The title probably refers to the “seven pounds of flesh” debt from Shakespeare’s Merchant of Venice.However, the film is not a mystery thriller like The Sixth Sense where its “curiosity factor” evaporates once we catch on that Bruce Willis’ character is a ghost.
In Seven Pounds, even though we can guess the gist of what’s happening, Muccino has put in place many puzzles and plot holes that need to be filled.
In the first half of the film, none of what you see makes much sense or seem to be of dramatic significance.
In the opening scenes, for instance, we see that Smith’s Ben Thomas is an IRS investigator (taxman) who has a list of people that he needs to work on.
One is Ezra Turner (Woody Harrelson), a blind customer service employee whom Ben insults on the phone, seemingly for no reason.
Then there is Emily Posa (Rosario Dawson), a heart patient in need of a transplant whom Ben goes all out to help — not only with her taxes but also her gardening!
Later on, Muccino starts setting up more plot pieces — like a deadly jellyfish that Ben keeps as a pet in his motel room; his flashes of a fatal car accident; a deal Ben makes with his lawyer friend Dan (Barry Pepper), and another he has with a woman (Elpidia Carrillo as Connie) who is a victim of physical abuse by her husband.

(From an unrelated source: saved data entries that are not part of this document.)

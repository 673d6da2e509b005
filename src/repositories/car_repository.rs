use chrono::NaiveDateTime;
use sqlx::{PgConnection, PgPool};
use uuid::Uuid;

use crate::dto::car_dto::{CarFilters, CreateCarRequest, UpdateCarRequest};
use crate::models::car::{Car, CarStatus};
use crate::utils::errors::AppResult;

const SELECT_CAR: &str = r#"
    SELECT c.id, c.car_type_id, t.name AS car_type_name, t.capacity, c.license_plate,
           c.brand, c.model, c.color, c.status, c.mileage, c.image_path,
           c.created_at, c.updated_at
    FROM cars c
    JOIN car_types t ON t.id = c.car_type_id
"#;

pub struct CarRepository {
    pool: PgPool,
}

impl CarRepository {
    pub fn new(pool: PgPool) -> Self {
        Self { pool }
    }

    pub async fn create(&self, license_plate: String, request: CreateCarRequest) -> AppResult<Car> {
        let id = Uuid::new_v4();

        sqlx::query(
            r#"
            INSERT INTO cars (id, car_type_id, license_plate, brand, model, color, status, mileage)
            VALUES ($1, $2, $3, $4, $5, $6, 'available', $7)
            "#,
        )
        .bind(id)
        .bind(request.car_type_id)
        .bind(license_plate)
        .bind(request.brand.trim())
        .bind(request.model.trim())
        .bind(request.color)
        .bind(request.mileage.unwrap_or(0))
        .execute(&self.pool)
        .await?;

        self.get(id).await
    }

    pub async fn find_by_id(&self, id: Uuid) -> AppResult<Option<Car>> {
        let car = sqlx::query_as::<_, Car>(&format!("{} WHERE c.id = $1", SELECT_CAR))
            .bind(id)
            .fetch_optional(&self.pool)
            .await?;

        Ok(car)
    }

    async fn get(&self, id: Uuid) -> AppResult<Car> {
        let car = sqlx::query_as::<_, Car>(&format!("{} WHERE c.id = $1", SELECT_CAR))
            .bind(id)
            .fetch_one(&self.pool)
            .await?;

        Ok(car)
    }

    pub async fn list(&self, filters: &CarFilters) -> AppResult<Vec<Car>> {
        let cars = sqlx::query_as::<_, Car>(&format!(
            r#"{}
            WHERE ($1::car_status IS NULL OR c.status = $1)
              AND ($2::uuid IS NULL OR c.car_type_id = $2)
            ORDER BY c.license_plate
            "#,
            SELECT_CAR
        ))
        .bind(filters.status)
        .bind(filters.car_type_id)
        .fetch_all(&self.pool)
        .await?;

        Ok(cars)
    }

    /// Vehículos fuera de mantenimiento sin reservas activas que se solapen
    pub async fn list_available(
        &self,
        starts_at: NaiveDateTime,
        ends_at: NaiveDateTime,
        passengers: Option<i32>,
    ) -> AppResult<Vec<Car>> {
        let cars = sqlx::query_as::<_, Car>(&format!(
            r#"{}
            WHERE c.status <> 'maintenance'
              AND ($3::int IS NULL OR t.capacity >= $3)
              AND NOT EXISTS (
                  SELECT 1 FROM bookings b
                  WHERE b.car_id = c.id
                    AND b.status IN ('pending', 'approved')
                    AND (b.start_date + b.start_time) < $2
                    AND (b.end_date + b.end_time) > $1
              )
            ORDER BY t.capacity, c.license_plate
            "#,
            SELECT_CAR
        ))
        .bind(starts_at)
        .bind(ends_at)
        .bind(passengers)
        .fetch_all(&self.pool)
        .await?;

        Ok(cars)
    }

    /// Existe otro vehículo con la misma matrícula (ignorando `exclude_id`)
    pub async fn license_plate_exists(&self, license_plate: &str, exclude_id: Option<Uuid>) -> AppResult<bool> {
        let result: (bool,) = sqlx::query_as(
            "SELECT EXISTS(SELECT 1 FROM cars WHERE license_plate = $1 AND ($2::uuid IS NULL OR id <> $2))",
        )
        .bind(license_plate)
        .bind(exclude_id)
        .fetch_one(&self.pool)
        .await?;

        Ok(result.0)
    }

    pub async fn update(&self, current: Car, license_plate: Option<String>, changes: UpdateCarRequest) -> AppResult<Car> {
        sqlx::query(
            r#"
            UPDATE cars
            SET car_type_id = $2, license_plate = $3, brand = $4, model = $5, color = $6,
                mileage = $7, updated_at = NOW()
            WHERE id = $1
            "#,
        )
        .bind(current.id)
        .bind(changes.car_type_id.unwrap_or(current.car_type_id))
        .bind(license_plate.unwrap_or(current.license_plate))
        .bind(changes.brand.unwrap_or(current.brand))
        .bind(changes.model.unwrap_or(current.model))
        .bind(changes.color.or(current.color))
        .bind(changes.mileage.unwrap_or(current.mileage))
        .execute(&self.pool)
        .await?;

        self.get(current.id).await
    }

    pub async fn update_image(&self, id: Uuid, image_path: &str) -> AppResult<Car> {
        sqlx::query("UPDATE cars SET image_path = $2, updated_at = NOW() WHERE id = $1")
            .bind(id)
            .bind(image_path)
            .execute(&self.pool)
            .await?;

        self.get(id).await
    }

    pub async fn has_active_bookings(&self, id: Uuid) -> AppResult<bool> {
        let result: (bool,) = sqlx::query_as(
            "SELECT EXISTS(SELECT 1 FROM bookings WHERE car_id = $1 AND status IN ('pending', 'approved'))",
        )
        .bind(id)
        .fetch_one(&self.pool)
        .await?;

        Ok(result.0)
    }

    pub async fn delete(&self, id: Uuid) -> AppResult<()> {
        sqlx::query("DELETE FROM cars WHERE id = $1")
            .bind(id)
            .execute(&self.pool)
            .await?;

        Ok(())
    }

    pub async fn count_by_status(&self) -> AppResult<Vec<(CarStatus, i64)>> {
        let rows: Vec<(CarStatus, i64)> =
            sqlx::query_as("SELECT status, COUNT(*) FROM cars GROUP BY status")
                .fetch_all(&self.pool)
                .await?;

        Ok(rows)
    }

    // Operaciones dentro de una transacción

    /// Bloquear la fila del vehículo hasta el fin de la transacción
    pub async fn lock(conn: &mut PgConnection, id: Uuid) -> AppResult<Option<Car>> {
        let car = sqlx::query_as::<_, Car>(&format!("{} WHERE c.id = $1 FOR UPDATE OF c", SELECT_CAR))
            .bind(id)
            .fetch_optional(conn)
            .await?;

        Ok(car)
    }

    pub async fn set_status(conn: &mut PgConnection, id: Uuid, status: CarStatus) -> AppResult<()> {
        sqlx::query("UPDATE cars SET status = $2, updated_at = NOW() WHERE id = $1")
            .bind(id)
            .bind(status)
            .execute(conn)
            .await?;

        Ok(())
    }

    pub async fn set_mileage_and_status(
        conn: &mut PgConnection,
        id: Uuid,
        mileage: i32,
        status: CarStatus,
    ) -> AppResult<()> {
        sqlx::query("UPDATE cars SET mileage = $2, status = $3, updated_at = NOW() WHERE id = $1")
            .bind(id)
            .bind(mileage)
            .bind(status)
            .execute(conn)
            .await?;

        Ok(())
    }
}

These pieces fall into place at the end of the movie and that’s when curiosity may give way to incredulity.
Seven Pounds is Smith’s second movie with Italian director Muccino — after The Pursuit of Happyness in 2007.
Here, however, Muccino’s aim seems to be the pursuit of tears given the emotionally-charged sequences Smith has with Dawson.
These, by the way, form the touching love story that lends depth and meaning to the movie.
Some may find the proceedings too manipulative and tacky while others, especially the women in the audience, may succumb to the tearjerker.
If you find this review a bit of a muddle, it is because I have to avoid spoilers for those intending to catch the movie.
Indeed, Seven Pounds demands a great leap of faith from its viewers. If you are prepared to suspend disbelief and buy into the movie’s redemption theme, then you may be swept along by it.
Otherwise, it will be just another highly-contrived Will Smith fable that is not quite the standard of Will Shakespeare’s play.